> Exercise directions
Extract all lines from the data beneath that include the word "None".

Listed records section start

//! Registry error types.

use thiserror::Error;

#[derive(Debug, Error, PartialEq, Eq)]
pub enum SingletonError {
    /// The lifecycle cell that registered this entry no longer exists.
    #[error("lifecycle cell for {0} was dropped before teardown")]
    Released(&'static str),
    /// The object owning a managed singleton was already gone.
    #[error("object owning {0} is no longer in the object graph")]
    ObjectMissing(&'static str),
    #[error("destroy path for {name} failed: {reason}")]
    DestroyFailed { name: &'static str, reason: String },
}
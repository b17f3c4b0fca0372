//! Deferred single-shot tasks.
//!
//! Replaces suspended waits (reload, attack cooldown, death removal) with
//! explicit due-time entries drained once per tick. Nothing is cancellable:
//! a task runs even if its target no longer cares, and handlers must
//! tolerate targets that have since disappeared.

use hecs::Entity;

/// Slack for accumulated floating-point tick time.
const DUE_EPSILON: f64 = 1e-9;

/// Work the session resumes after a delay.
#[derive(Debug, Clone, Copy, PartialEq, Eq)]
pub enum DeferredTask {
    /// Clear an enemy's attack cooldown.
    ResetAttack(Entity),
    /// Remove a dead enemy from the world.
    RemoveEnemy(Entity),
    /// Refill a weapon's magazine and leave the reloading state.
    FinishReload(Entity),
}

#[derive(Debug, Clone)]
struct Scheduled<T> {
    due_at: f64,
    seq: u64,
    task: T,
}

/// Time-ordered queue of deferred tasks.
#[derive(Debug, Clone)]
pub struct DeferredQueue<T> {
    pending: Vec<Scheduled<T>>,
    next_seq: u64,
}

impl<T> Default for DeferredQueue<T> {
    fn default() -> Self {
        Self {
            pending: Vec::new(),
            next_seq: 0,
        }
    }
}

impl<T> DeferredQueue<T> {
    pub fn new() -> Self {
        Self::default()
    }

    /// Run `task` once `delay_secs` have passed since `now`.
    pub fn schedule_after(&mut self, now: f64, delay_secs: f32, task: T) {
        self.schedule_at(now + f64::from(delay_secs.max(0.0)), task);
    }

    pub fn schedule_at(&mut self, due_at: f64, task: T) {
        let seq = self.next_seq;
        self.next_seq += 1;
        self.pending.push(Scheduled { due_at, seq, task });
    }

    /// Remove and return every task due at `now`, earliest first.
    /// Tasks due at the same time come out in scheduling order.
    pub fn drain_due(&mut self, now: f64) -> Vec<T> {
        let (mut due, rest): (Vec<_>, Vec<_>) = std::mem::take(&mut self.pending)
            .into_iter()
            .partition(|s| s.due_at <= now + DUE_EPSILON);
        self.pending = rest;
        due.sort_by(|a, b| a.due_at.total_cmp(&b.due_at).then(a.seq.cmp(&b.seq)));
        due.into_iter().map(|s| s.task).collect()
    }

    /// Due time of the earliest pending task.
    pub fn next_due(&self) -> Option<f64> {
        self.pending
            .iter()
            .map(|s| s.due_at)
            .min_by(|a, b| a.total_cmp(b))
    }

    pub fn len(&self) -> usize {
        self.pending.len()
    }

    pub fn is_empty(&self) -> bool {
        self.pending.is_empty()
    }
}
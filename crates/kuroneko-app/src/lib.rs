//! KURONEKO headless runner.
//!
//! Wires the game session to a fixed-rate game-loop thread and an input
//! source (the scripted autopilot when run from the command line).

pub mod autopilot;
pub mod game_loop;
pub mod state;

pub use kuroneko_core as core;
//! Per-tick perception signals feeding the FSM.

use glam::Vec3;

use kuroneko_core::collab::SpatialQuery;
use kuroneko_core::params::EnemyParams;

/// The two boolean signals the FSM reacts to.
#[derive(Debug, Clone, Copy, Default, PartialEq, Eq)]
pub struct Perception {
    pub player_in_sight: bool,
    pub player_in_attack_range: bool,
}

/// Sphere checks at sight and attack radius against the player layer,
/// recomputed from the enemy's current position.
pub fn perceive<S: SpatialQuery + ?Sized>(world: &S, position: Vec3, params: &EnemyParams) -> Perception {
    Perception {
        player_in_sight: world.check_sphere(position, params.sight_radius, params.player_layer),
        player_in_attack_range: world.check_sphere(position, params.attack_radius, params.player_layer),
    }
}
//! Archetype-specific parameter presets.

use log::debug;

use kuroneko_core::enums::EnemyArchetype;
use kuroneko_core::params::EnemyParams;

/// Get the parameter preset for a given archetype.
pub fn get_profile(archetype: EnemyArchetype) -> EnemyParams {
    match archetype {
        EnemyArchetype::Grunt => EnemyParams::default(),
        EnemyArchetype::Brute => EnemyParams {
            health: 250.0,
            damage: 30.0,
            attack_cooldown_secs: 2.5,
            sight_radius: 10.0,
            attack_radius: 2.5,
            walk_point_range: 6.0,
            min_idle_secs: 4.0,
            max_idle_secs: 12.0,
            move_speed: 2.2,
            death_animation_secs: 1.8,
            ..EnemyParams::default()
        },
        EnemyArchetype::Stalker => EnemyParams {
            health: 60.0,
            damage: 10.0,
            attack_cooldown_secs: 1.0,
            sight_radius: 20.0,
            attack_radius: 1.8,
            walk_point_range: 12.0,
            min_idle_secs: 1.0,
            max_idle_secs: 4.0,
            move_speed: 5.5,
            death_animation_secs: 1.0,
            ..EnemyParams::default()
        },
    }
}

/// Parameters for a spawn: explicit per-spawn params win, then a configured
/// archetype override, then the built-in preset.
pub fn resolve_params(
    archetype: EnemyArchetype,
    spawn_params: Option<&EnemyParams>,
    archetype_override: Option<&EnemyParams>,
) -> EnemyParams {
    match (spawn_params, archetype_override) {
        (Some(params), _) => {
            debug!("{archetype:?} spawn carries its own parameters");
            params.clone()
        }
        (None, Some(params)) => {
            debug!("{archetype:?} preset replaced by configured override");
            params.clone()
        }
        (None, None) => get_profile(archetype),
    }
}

Listed records section end

> Answer
        (None, Some(params)) => {
        (None, None) => get_profile(archetype),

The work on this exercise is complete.